The disciple and aspirant upon the Path, and the Initiate upon his "Lighted Way," have no better training ground therefore than the marriage relation, rightly used and rightly understood. The bringing of the animal nature under rhythmic discipline, the elevation of the emotional and the instinctual natures upon the altar of sacrifice, and the self-abnegation required in the life of the family are tremendous purificatory and developing potencies. The celibacy required is that of the higher nature to the demands of the lower, and the refusal of the spiritual man to be dominated by the personality and the demands of the flesh. The attitude of an imposed celibacy upon the equipment of many a disciple has led to much prostitution and to many perversions of God-given functions and faculties; and even where there has not been this distressing condition, and where the life has been sane, consecrated and sound, there have frequently been undue suffering and much mental distress and disciplining, before unruly thoughts and tendencies could be controlled.
It is of course true that sometimes a man may be called to some particular life wherein he is faced with the problem of celibacy, and is forced to abstain from all physical relations and to live a strictly celibate life, in order to demonstrate to himself that he can control the animal and instinctual side of his nature.

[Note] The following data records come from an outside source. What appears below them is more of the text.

//! Host facts read from the running machine.

use std::io;
use std::path::PathBuf;

use super::traits::Host;

/// Reads entropy from procfs and core counts via `num_cpus`.
#[derive(Debug, Clone)]
pub struct LocalHost {
    entropy_path: PathBuf,
}

impl LocalHost {
    pub fn new(entropy_path: impl Into<PathBuf>) -> Self {
        Self {
            entropy_path: entropy_path.into(),
        }
    }

    fn parse_entropy(raw: &str) -> io::Result<u32> {
        raw.trim().parse::<u32>().map_err(|e| {
            io::Error::new(
                io::ErrorKind::InvalidData,
                format!("unexpected entropy value {:?}: {}", raw.trim(), e),
            )
        })
    }
}

impl Default for LocalHost {
    fn default() -> Self {
        Self::new("/proc/sys/kernel/random/entropy_avail")
    }
}

impl Host for LocalHost {
    fn entropy_available(&self) -> io::Result<u32> {
        let raw = std::fs::read_to_string(&self.entropy_path)?;
        Self::parse_entropy(&raw)
    }

    fn physical_cores(&self) -> usize {
        num_cpus::get_physical()
    }
}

But this condition is frequently the result of excess and license in a previous life, which necessitates stringent measures and abnormal conditions in order to offset and rectify past errors and give the lower nature time to readjust itself. But again it is no indication of spiritual development, rather the reverse. Forget not that here I am dealing with the special case of self-applied celibacy, and not with the present  worldwide condition wherein, through economic and other reasons, men and women are forced to live without a natural and full life expression.
The sex problem must, in the last analysis, be solved in the home and under normal conditions, and it is the advanced people of the world and the disciples of all degrees who must thus solve it.